*Directions*
From the data below, copy exactly the lines that lie between the one holding "let before: Vec<bool>" and the one holding "prop_assert_eq!(option.checked, was);", including both, and nothing more.
+++ Provided records +++
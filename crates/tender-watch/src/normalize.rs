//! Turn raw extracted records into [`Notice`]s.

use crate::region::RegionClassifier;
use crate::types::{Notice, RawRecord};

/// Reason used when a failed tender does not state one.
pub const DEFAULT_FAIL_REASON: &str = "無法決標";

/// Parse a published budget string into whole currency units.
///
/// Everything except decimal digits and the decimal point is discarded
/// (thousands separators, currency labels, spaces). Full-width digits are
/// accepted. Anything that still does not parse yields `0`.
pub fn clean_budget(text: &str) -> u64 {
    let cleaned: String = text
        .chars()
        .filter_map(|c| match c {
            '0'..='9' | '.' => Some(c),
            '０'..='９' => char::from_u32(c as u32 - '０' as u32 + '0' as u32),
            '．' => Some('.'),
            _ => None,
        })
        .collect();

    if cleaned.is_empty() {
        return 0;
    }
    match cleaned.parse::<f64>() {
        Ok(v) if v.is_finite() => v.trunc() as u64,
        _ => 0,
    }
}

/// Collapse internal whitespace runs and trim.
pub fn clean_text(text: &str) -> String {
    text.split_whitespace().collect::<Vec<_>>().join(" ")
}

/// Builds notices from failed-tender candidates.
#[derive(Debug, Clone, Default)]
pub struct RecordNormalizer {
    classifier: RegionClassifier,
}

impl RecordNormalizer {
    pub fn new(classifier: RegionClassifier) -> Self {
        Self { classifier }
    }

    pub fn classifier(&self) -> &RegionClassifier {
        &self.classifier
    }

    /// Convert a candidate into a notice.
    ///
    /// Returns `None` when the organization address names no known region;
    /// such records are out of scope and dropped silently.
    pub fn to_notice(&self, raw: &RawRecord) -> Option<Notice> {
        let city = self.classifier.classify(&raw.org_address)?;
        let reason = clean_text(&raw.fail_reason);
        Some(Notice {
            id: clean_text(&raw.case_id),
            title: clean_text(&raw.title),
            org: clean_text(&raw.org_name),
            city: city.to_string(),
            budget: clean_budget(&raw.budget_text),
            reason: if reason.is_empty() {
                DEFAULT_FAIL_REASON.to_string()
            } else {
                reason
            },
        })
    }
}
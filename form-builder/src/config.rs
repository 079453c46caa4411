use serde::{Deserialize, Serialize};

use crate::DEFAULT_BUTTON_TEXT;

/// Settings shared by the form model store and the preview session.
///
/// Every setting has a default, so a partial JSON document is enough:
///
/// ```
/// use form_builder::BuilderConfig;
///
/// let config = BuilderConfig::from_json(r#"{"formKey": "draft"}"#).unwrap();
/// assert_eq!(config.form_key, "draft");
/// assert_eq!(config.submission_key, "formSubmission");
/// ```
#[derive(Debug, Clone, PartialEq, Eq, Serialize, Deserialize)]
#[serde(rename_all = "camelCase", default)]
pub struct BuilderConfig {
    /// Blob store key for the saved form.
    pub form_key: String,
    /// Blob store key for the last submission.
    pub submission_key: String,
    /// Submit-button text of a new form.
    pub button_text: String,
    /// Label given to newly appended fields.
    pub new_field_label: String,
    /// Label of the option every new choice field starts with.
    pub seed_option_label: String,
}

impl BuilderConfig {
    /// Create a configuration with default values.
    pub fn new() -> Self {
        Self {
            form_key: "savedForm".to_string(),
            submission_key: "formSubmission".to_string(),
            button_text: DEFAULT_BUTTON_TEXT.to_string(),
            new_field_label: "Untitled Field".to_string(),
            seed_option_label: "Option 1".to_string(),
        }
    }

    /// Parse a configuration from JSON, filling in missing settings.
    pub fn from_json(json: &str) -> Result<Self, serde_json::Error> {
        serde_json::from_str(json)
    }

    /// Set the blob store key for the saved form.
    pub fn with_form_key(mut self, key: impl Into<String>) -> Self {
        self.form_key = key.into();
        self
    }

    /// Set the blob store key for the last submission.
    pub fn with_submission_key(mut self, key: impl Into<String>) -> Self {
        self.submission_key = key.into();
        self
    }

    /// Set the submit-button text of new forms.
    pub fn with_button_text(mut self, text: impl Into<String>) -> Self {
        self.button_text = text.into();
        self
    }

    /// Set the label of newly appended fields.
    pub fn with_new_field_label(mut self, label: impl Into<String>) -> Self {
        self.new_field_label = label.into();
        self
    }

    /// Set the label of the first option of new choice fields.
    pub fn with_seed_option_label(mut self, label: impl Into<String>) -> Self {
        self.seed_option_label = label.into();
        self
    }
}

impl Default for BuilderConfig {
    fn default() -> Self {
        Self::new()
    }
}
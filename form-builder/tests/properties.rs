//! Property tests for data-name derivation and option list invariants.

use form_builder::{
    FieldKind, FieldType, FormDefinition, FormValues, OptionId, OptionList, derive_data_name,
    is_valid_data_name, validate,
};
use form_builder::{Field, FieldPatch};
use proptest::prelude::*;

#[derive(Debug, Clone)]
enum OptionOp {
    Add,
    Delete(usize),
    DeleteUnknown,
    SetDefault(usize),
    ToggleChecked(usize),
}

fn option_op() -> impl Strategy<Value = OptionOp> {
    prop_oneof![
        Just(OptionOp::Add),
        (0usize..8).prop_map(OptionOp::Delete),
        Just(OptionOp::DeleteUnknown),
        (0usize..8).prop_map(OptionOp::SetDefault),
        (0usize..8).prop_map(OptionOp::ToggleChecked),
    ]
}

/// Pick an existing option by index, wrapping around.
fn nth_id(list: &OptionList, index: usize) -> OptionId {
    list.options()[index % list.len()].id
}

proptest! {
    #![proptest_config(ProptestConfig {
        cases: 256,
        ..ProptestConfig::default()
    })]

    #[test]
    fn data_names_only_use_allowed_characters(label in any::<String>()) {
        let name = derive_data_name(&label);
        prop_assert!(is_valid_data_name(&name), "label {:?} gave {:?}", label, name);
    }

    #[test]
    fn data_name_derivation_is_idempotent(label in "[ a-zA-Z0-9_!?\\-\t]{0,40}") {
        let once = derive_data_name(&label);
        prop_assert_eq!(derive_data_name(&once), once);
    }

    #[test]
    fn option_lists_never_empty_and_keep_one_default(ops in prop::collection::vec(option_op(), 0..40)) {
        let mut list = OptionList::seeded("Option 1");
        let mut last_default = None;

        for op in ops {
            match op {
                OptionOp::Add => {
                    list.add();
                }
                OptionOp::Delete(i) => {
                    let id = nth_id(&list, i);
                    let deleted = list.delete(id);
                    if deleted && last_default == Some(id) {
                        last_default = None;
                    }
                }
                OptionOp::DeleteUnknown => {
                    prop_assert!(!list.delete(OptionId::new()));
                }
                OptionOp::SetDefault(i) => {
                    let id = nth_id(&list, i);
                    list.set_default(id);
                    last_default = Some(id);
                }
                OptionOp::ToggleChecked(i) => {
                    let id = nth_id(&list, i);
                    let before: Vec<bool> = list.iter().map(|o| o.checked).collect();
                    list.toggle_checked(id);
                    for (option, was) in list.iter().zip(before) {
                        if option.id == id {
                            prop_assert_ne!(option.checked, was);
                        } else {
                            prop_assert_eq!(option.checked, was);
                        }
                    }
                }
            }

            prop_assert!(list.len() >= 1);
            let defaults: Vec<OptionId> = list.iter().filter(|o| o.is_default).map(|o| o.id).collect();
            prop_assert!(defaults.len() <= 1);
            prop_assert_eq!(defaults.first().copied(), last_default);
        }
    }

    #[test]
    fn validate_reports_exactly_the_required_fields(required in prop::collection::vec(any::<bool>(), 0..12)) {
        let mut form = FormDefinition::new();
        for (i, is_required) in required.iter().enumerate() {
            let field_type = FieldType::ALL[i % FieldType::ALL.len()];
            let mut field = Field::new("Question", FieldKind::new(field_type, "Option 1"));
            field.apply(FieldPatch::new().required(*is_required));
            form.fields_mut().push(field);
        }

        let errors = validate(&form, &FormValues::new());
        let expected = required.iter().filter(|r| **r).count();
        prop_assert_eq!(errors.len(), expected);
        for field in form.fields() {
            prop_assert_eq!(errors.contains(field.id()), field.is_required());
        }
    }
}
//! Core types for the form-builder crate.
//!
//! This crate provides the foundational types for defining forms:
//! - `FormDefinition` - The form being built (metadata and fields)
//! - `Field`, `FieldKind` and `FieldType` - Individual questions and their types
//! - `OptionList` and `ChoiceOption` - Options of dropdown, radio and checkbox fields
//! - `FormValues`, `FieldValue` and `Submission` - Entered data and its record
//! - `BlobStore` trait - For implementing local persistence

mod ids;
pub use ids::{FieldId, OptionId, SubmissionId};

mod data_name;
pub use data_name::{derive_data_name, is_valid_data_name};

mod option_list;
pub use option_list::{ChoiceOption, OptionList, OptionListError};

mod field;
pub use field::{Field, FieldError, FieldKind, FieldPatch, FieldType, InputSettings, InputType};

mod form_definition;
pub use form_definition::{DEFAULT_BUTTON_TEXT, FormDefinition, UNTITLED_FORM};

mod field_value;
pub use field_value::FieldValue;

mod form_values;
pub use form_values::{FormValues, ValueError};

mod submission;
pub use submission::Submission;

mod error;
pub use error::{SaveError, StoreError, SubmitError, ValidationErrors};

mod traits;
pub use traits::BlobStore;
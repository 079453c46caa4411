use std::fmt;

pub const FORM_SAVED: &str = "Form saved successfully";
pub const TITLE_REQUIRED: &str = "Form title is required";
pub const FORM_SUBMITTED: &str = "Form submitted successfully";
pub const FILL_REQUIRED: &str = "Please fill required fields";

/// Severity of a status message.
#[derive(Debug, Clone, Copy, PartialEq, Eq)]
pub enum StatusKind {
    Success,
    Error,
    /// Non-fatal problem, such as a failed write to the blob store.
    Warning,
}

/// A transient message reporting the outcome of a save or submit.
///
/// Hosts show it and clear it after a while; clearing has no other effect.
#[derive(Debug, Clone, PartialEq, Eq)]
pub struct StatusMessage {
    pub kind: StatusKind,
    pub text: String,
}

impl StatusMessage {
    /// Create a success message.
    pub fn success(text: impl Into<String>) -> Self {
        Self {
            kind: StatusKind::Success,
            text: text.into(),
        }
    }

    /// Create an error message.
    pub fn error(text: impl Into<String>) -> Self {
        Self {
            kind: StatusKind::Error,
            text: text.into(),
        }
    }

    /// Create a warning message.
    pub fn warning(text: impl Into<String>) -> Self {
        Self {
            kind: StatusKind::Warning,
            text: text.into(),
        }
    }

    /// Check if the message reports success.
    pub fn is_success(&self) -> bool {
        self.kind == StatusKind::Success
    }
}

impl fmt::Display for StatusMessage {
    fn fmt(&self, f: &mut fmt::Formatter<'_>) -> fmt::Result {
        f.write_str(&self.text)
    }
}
+++
+++ Provided records +++
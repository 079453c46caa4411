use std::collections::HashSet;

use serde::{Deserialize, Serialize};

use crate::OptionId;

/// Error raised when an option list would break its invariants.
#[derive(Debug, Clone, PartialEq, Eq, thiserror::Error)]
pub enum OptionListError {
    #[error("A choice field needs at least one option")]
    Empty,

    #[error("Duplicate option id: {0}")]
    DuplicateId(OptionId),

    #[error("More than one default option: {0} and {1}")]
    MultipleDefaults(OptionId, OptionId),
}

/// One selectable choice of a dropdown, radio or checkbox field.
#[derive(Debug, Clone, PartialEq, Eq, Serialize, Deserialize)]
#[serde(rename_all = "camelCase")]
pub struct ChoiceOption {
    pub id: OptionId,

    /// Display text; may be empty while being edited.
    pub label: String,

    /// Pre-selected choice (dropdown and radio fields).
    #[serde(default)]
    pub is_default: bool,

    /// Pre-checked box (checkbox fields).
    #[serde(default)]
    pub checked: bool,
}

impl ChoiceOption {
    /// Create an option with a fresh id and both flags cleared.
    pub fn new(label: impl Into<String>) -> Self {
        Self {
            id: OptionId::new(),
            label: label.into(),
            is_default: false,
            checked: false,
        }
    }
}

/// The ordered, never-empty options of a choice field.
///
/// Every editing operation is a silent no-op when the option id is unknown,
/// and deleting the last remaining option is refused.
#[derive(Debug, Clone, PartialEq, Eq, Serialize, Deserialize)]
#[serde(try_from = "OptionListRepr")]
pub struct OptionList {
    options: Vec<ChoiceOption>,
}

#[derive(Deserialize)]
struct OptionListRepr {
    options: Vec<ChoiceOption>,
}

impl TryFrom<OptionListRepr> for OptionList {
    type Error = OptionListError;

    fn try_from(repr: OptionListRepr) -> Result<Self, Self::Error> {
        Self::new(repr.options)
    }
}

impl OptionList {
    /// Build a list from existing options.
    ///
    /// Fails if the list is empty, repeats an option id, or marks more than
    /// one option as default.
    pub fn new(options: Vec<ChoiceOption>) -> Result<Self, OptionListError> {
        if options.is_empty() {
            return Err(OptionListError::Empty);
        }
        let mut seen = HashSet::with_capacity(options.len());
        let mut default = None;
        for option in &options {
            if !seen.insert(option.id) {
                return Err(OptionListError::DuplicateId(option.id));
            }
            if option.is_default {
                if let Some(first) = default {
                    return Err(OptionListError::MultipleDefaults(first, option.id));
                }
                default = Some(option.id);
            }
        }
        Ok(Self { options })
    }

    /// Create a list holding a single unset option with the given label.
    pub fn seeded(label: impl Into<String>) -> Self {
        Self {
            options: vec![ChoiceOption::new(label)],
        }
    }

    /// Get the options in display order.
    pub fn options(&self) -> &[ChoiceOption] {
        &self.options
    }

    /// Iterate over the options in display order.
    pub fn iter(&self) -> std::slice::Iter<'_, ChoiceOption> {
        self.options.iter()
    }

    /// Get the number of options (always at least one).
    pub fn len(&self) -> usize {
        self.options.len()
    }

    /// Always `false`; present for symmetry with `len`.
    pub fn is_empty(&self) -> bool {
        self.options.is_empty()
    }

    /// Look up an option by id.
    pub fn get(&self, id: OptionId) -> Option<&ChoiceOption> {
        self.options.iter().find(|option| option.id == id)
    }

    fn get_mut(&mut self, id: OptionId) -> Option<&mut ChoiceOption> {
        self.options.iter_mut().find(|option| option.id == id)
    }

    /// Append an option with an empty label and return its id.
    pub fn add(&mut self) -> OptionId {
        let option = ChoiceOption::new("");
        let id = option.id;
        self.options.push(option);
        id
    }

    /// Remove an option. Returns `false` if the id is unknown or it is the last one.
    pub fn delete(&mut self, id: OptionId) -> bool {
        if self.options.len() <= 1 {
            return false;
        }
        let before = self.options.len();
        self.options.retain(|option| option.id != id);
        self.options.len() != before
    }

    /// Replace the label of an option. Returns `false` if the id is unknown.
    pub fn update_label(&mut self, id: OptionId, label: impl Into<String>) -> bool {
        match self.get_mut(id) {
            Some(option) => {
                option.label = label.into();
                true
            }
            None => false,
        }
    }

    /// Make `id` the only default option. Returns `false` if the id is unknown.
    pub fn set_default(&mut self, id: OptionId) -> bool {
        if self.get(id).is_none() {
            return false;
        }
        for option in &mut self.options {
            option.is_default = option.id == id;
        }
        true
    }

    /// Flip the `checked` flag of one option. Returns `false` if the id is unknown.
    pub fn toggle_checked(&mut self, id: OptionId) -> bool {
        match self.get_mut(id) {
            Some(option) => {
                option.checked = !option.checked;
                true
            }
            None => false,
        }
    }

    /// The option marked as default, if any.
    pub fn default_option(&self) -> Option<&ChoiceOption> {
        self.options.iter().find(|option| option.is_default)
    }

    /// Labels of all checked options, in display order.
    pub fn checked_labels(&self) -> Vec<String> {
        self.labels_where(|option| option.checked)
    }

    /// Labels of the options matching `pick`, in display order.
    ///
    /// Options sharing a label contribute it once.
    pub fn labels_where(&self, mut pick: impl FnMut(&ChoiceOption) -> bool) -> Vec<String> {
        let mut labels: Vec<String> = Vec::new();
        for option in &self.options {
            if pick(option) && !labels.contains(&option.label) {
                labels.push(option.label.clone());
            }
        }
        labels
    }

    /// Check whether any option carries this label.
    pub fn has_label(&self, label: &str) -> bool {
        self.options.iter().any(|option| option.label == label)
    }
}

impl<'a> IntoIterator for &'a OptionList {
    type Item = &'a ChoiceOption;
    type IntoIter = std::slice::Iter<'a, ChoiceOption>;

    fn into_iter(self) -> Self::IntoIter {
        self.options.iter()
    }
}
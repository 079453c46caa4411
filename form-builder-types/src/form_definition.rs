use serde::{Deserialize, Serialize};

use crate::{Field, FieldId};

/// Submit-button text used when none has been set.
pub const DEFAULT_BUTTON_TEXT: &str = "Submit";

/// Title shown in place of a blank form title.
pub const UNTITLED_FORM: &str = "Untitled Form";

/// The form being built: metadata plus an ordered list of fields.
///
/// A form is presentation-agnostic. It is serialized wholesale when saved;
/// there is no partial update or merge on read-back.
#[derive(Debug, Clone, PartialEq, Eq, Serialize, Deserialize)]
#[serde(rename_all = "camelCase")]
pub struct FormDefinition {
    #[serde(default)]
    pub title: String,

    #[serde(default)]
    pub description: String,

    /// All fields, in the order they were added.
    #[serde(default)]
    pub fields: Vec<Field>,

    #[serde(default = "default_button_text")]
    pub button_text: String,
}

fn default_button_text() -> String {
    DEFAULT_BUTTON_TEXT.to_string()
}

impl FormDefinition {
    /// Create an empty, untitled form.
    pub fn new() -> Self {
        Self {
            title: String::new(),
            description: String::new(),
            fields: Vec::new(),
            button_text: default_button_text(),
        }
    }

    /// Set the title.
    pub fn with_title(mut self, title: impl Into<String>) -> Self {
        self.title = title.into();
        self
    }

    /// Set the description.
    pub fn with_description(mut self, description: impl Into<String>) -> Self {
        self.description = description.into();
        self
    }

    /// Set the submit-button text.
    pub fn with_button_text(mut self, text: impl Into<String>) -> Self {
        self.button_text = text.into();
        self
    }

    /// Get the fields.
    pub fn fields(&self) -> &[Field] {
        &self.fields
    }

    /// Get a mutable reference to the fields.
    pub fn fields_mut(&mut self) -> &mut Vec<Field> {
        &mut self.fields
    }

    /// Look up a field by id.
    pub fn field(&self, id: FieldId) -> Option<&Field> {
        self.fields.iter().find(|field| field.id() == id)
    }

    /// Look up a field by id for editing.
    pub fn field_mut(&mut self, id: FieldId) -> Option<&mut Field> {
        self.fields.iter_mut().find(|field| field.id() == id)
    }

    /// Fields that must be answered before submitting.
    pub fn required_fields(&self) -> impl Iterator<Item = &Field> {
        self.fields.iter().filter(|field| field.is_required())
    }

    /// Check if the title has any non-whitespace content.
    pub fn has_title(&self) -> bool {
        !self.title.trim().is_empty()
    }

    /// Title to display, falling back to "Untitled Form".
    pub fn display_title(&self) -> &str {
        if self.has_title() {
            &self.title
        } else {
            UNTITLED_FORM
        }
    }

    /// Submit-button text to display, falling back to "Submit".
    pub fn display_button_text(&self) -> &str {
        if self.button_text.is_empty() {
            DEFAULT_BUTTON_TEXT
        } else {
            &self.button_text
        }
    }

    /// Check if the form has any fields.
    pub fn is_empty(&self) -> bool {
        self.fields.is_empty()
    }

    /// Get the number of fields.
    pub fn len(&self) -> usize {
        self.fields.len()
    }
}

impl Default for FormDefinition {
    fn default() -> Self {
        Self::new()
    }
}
+++
+++ Provided records +++
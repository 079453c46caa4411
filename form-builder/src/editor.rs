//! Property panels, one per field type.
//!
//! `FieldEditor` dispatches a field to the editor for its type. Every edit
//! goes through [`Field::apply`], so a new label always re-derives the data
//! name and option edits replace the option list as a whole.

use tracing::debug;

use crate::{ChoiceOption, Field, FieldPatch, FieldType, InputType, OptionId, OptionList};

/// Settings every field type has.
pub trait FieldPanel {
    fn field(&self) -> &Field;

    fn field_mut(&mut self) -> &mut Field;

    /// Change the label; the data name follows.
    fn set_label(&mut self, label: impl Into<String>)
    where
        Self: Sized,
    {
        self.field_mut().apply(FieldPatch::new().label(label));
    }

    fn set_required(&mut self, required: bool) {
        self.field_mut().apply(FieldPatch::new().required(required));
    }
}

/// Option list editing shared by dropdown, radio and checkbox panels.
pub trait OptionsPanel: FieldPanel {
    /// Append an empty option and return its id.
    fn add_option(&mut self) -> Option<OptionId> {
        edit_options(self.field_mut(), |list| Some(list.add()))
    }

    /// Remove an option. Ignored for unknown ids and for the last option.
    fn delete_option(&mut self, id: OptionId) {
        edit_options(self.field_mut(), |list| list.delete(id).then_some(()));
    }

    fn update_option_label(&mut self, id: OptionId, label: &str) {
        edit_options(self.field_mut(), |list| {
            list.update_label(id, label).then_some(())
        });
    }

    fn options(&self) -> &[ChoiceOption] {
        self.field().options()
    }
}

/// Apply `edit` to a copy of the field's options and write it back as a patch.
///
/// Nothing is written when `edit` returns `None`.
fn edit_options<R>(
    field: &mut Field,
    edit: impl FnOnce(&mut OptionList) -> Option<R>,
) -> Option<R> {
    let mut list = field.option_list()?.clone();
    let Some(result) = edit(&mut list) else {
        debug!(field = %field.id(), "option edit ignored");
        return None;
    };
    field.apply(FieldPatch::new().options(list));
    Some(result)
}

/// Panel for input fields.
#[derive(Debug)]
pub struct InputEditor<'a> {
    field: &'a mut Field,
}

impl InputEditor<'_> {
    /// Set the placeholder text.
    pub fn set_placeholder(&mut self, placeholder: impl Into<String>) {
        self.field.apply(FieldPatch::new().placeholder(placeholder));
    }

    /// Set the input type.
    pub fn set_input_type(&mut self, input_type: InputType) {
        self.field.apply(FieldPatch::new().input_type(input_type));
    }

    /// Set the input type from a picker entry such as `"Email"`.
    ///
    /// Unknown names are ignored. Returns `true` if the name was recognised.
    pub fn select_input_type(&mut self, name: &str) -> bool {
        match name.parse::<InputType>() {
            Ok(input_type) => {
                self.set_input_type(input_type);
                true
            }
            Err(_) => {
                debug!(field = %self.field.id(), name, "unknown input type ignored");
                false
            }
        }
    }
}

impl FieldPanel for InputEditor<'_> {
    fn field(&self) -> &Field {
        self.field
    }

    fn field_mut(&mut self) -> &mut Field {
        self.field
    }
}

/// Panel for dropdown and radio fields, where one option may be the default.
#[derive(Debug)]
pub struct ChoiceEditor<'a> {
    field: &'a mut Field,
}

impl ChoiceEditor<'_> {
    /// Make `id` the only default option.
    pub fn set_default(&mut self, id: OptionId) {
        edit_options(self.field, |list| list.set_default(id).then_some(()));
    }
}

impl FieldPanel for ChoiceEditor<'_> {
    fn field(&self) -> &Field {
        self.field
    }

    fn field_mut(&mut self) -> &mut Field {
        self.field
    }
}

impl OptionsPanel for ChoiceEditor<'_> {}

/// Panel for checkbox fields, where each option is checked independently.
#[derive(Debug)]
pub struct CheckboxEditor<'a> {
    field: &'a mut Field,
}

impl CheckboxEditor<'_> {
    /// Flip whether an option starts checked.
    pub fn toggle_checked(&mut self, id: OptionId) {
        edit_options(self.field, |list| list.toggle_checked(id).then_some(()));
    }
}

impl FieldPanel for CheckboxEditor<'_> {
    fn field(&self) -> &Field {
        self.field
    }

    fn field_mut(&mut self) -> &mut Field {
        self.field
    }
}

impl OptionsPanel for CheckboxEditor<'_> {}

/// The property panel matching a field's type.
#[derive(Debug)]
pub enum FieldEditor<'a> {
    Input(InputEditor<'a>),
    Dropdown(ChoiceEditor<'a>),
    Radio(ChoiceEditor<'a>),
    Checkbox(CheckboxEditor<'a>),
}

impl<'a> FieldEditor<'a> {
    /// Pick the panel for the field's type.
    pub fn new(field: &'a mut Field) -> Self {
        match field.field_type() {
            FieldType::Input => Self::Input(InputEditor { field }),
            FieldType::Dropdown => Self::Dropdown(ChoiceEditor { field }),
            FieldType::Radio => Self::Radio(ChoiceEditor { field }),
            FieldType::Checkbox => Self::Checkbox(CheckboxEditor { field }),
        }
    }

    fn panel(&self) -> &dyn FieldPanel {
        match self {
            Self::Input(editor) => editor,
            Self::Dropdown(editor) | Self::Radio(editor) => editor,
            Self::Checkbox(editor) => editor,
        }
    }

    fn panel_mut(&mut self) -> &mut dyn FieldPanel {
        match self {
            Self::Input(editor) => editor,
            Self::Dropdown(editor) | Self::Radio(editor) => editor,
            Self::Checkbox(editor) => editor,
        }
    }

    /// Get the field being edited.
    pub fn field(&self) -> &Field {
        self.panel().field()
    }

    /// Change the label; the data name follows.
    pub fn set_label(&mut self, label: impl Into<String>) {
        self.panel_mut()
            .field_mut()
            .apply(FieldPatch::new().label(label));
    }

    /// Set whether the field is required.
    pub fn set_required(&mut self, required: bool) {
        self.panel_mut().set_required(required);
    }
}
+++
*Task answer*
                    let before: Vec<bool> = list.iter().map(|o| o.checked).collect();
                    list.toggle_checked(id);
                    for (option, was) in list.iter().zip(before) {
                        if option.id == id {
                            prop_assert_ne!(option.checked, was);
                        } else {
                            prop_assert_eq!(option.checked, was);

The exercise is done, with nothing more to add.